(Stored data entries)

┌────────

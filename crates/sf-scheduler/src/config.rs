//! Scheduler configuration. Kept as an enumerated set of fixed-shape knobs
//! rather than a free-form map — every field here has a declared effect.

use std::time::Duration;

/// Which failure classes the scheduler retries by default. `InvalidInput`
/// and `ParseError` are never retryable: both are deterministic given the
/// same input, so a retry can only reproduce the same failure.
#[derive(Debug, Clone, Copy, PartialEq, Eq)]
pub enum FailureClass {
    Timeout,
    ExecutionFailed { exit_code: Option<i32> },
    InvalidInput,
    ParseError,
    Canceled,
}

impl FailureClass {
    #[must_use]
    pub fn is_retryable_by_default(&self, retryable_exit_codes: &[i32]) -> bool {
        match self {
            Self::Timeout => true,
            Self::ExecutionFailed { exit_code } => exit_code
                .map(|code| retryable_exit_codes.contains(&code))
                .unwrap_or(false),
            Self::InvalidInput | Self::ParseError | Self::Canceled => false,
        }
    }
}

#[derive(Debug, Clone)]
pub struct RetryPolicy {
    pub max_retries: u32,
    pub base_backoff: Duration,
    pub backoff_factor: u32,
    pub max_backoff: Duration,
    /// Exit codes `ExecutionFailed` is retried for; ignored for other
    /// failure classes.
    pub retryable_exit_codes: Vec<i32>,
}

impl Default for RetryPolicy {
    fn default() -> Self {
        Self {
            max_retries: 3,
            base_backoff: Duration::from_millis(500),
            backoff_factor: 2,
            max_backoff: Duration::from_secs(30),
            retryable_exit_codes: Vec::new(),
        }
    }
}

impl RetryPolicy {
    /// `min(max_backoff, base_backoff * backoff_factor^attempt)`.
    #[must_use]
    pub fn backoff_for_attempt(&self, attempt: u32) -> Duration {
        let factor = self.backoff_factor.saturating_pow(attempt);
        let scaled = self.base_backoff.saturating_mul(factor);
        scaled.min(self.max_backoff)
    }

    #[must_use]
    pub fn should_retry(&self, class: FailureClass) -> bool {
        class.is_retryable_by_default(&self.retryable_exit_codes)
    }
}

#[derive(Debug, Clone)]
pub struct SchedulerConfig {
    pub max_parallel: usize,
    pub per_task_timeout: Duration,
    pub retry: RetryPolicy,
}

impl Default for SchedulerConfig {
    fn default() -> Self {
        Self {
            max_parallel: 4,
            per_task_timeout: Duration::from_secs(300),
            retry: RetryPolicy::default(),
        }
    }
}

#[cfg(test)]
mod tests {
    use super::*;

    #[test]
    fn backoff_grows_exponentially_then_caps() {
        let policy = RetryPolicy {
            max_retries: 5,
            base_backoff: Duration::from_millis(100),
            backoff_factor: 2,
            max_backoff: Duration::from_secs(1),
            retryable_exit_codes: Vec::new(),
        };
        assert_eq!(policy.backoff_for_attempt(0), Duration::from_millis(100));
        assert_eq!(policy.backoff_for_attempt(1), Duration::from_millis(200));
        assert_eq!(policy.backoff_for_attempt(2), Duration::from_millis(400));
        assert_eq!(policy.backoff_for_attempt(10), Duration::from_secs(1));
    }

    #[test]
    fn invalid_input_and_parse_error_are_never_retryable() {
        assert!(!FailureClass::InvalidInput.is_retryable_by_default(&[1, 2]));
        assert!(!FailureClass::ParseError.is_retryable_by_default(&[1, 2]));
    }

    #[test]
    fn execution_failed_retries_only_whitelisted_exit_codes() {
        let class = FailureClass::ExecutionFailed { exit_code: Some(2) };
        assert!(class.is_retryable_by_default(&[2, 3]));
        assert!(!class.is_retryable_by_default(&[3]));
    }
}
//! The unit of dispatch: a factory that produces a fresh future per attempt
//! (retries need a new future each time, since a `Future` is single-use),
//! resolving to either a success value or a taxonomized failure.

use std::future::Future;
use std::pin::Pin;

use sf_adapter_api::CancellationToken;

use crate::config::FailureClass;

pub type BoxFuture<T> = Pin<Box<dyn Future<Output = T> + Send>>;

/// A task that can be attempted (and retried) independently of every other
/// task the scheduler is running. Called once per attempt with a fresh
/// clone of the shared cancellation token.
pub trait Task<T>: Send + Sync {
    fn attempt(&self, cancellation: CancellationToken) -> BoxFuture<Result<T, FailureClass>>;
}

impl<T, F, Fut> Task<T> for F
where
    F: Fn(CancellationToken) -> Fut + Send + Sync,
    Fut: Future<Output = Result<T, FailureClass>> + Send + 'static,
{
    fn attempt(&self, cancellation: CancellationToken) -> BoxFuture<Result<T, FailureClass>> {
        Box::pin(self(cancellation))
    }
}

└────────
┌────────

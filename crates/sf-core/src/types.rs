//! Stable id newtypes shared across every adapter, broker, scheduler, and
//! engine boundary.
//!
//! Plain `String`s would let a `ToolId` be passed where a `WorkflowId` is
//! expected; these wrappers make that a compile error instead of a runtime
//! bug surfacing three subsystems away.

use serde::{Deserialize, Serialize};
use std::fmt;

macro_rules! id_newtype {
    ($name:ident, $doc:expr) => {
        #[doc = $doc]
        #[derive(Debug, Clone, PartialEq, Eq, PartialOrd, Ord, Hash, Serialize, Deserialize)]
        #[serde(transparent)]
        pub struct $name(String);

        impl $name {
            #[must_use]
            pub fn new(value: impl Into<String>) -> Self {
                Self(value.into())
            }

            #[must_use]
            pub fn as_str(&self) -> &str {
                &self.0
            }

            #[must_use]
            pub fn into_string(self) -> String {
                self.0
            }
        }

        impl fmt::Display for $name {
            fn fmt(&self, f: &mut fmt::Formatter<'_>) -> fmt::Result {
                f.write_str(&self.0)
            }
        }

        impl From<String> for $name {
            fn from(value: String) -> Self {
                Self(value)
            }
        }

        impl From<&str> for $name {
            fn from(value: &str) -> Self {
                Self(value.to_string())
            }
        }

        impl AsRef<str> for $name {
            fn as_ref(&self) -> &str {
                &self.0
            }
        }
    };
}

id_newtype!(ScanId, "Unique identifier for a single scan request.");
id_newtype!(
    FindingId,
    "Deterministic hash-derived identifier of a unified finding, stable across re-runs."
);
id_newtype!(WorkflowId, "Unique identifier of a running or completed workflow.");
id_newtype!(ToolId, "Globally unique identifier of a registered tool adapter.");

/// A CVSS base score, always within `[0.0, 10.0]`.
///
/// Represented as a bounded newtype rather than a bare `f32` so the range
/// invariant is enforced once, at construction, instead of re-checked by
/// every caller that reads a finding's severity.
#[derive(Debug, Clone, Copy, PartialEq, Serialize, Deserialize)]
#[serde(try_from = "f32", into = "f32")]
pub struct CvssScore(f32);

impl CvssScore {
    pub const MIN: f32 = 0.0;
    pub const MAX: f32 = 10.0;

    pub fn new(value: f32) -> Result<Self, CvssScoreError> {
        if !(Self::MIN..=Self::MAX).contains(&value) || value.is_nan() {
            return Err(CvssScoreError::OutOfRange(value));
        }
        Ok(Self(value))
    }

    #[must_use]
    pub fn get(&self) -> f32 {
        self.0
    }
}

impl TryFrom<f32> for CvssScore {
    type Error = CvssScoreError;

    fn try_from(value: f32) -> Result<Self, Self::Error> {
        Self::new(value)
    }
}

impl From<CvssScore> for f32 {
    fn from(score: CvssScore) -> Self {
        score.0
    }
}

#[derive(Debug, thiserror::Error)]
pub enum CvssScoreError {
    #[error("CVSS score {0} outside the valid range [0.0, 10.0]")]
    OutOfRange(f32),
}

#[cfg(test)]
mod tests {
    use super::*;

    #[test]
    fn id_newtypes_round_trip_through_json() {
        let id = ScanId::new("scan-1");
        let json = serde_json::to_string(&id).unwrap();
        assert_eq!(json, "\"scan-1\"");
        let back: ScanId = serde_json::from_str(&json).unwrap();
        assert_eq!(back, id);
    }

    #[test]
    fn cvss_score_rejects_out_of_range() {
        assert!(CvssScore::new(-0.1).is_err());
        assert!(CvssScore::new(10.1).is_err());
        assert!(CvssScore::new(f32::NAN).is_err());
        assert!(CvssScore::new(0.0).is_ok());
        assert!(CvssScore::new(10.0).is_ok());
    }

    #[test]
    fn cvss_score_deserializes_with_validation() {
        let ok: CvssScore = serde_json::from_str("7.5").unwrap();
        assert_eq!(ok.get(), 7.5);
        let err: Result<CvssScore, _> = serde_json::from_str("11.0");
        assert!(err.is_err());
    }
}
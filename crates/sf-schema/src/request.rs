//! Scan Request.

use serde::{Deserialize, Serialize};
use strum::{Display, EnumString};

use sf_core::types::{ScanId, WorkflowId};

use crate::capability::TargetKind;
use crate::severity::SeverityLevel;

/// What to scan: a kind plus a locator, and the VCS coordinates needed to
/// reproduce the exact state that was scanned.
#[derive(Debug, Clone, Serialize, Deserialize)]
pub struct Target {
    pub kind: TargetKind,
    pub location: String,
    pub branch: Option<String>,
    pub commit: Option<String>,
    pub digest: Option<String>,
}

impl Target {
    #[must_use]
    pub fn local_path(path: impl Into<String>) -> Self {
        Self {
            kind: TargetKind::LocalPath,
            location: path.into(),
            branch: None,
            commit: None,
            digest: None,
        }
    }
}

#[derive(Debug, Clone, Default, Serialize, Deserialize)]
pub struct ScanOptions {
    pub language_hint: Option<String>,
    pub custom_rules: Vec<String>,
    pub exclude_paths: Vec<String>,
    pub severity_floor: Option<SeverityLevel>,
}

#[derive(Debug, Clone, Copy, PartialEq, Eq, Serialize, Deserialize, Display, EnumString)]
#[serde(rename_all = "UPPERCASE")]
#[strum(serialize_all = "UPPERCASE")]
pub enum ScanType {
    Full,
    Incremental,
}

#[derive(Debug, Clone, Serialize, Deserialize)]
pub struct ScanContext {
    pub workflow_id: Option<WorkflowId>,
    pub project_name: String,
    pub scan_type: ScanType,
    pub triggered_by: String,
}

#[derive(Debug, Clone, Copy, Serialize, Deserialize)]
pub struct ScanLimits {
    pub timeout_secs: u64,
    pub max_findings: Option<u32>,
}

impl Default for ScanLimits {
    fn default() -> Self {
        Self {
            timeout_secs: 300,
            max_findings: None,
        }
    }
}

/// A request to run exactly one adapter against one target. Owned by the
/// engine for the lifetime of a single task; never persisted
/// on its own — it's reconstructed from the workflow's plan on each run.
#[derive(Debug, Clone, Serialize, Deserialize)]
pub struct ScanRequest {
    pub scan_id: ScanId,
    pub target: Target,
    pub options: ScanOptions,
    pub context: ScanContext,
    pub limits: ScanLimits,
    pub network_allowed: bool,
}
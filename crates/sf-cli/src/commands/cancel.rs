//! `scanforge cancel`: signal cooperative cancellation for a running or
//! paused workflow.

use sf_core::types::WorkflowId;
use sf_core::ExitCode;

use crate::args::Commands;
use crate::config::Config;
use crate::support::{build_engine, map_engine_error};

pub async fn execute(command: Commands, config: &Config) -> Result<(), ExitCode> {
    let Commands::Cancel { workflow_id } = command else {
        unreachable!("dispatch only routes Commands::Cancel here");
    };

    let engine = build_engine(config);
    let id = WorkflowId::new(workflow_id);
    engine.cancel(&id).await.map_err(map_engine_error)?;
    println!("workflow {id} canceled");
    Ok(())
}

└────────
┌────────

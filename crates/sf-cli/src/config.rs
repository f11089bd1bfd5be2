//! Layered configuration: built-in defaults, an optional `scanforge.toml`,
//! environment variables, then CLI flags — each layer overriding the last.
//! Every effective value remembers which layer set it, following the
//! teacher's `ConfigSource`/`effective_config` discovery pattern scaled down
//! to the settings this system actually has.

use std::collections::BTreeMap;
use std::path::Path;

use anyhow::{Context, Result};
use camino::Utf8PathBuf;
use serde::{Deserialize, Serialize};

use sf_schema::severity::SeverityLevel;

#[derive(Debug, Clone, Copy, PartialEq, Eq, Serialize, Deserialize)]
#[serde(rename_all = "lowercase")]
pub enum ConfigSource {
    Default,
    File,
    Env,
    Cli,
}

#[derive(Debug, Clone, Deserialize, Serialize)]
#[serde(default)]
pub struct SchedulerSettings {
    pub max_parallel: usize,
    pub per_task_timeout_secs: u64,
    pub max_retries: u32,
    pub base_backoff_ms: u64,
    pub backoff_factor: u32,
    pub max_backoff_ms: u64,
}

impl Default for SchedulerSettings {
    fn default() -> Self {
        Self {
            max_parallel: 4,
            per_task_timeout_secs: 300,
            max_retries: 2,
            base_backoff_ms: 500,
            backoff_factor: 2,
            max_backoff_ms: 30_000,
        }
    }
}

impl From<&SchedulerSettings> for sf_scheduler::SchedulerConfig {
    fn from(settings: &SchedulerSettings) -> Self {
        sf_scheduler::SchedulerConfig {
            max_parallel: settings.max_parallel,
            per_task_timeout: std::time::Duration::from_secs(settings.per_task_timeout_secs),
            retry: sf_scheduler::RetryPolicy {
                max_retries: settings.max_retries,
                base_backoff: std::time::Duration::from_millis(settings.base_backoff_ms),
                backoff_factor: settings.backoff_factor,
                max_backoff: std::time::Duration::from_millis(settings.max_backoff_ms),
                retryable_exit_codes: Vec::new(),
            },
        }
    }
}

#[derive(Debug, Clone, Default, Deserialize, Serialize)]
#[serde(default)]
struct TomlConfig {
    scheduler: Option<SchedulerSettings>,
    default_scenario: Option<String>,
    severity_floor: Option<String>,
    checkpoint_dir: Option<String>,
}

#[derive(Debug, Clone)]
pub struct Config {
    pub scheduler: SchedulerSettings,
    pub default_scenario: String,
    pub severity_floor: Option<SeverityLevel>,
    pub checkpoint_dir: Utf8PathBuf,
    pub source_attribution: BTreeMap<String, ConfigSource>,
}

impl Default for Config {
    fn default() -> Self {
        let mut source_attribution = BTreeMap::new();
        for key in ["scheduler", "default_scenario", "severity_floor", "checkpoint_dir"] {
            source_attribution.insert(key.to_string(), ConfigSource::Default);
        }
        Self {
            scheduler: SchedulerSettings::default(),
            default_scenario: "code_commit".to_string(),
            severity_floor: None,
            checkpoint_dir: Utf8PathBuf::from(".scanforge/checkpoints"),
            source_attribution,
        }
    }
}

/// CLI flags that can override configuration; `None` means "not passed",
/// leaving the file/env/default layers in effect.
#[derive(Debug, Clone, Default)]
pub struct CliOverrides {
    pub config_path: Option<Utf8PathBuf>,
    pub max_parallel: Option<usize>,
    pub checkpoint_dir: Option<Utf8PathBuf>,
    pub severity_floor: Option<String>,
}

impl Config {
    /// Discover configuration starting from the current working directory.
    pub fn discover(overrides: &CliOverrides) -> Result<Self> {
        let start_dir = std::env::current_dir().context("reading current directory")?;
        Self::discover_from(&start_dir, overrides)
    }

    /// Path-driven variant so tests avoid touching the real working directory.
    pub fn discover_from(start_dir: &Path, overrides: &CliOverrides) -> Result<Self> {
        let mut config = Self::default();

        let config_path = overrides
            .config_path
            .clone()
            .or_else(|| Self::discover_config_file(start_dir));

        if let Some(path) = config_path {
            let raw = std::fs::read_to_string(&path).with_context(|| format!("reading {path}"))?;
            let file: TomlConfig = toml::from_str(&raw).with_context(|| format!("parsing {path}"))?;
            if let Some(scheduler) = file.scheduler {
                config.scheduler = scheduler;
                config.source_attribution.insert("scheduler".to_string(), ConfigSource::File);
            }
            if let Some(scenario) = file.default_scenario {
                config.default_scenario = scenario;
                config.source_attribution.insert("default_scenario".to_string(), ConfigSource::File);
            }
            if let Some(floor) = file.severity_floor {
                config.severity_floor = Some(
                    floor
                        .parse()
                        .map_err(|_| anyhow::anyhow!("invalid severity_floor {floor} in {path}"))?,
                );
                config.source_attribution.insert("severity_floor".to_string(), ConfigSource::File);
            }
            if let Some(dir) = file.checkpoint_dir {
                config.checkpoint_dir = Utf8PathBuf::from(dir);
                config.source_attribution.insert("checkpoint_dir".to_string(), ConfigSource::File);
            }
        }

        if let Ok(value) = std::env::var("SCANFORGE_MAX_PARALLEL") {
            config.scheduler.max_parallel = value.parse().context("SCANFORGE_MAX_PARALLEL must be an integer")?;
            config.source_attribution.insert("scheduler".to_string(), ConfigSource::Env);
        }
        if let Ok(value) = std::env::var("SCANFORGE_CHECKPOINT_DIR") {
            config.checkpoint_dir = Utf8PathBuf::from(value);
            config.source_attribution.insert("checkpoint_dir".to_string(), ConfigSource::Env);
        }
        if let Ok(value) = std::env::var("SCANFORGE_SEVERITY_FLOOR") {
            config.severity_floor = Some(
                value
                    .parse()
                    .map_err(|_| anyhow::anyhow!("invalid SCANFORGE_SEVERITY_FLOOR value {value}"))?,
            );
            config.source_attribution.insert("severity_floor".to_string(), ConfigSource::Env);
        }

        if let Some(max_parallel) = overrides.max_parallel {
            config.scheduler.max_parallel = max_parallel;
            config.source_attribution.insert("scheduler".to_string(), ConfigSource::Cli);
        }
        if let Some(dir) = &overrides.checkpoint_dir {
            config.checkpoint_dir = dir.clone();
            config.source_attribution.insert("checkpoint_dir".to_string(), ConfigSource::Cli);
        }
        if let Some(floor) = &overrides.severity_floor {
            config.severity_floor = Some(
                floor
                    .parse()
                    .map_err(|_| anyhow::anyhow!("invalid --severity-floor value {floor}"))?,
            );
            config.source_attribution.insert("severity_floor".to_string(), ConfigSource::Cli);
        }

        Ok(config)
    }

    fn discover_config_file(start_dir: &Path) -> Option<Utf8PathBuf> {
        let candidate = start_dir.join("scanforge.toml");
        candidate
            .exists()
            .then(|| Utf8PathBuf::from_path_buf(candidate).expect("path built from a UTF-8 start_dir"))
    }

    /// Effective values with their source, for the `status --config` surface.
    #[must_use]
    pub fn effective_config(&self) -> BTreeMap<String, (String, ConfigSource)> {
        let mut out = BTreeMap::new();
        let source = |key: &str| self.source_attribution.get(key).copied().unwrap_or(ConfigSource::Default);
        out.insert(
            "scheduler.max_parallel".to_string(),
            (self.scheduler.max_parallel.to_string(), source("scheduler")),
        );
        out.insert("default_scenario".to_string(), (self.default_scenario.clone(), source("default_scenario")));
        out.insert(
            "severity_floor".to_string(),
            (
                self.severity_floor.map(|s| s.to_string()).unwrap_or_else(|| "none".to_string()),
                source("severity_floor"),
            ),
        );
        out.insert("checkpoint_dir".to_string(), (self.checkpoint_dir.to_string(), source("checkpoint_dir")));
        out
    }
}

└────────

HOW TO COMPLETE THIS TASK: The lines to extract from the data above begin with the line containing "filename crates/sf-scheduler/src/config.rs" and end with the line containing "Which failure classes". Extract them exactly, including both.

EXERCISE ANSWER:
filename crates/sf-scheduler/src/config.rs
//! Scheduler configuration. Kept as an enumerated set of fixed-shape knobs
//! rather than a free-form map — every field here has a declared effect.

use std::time::Duration;

/// Which failure classes the scheduler retries by default. `InvalidInput`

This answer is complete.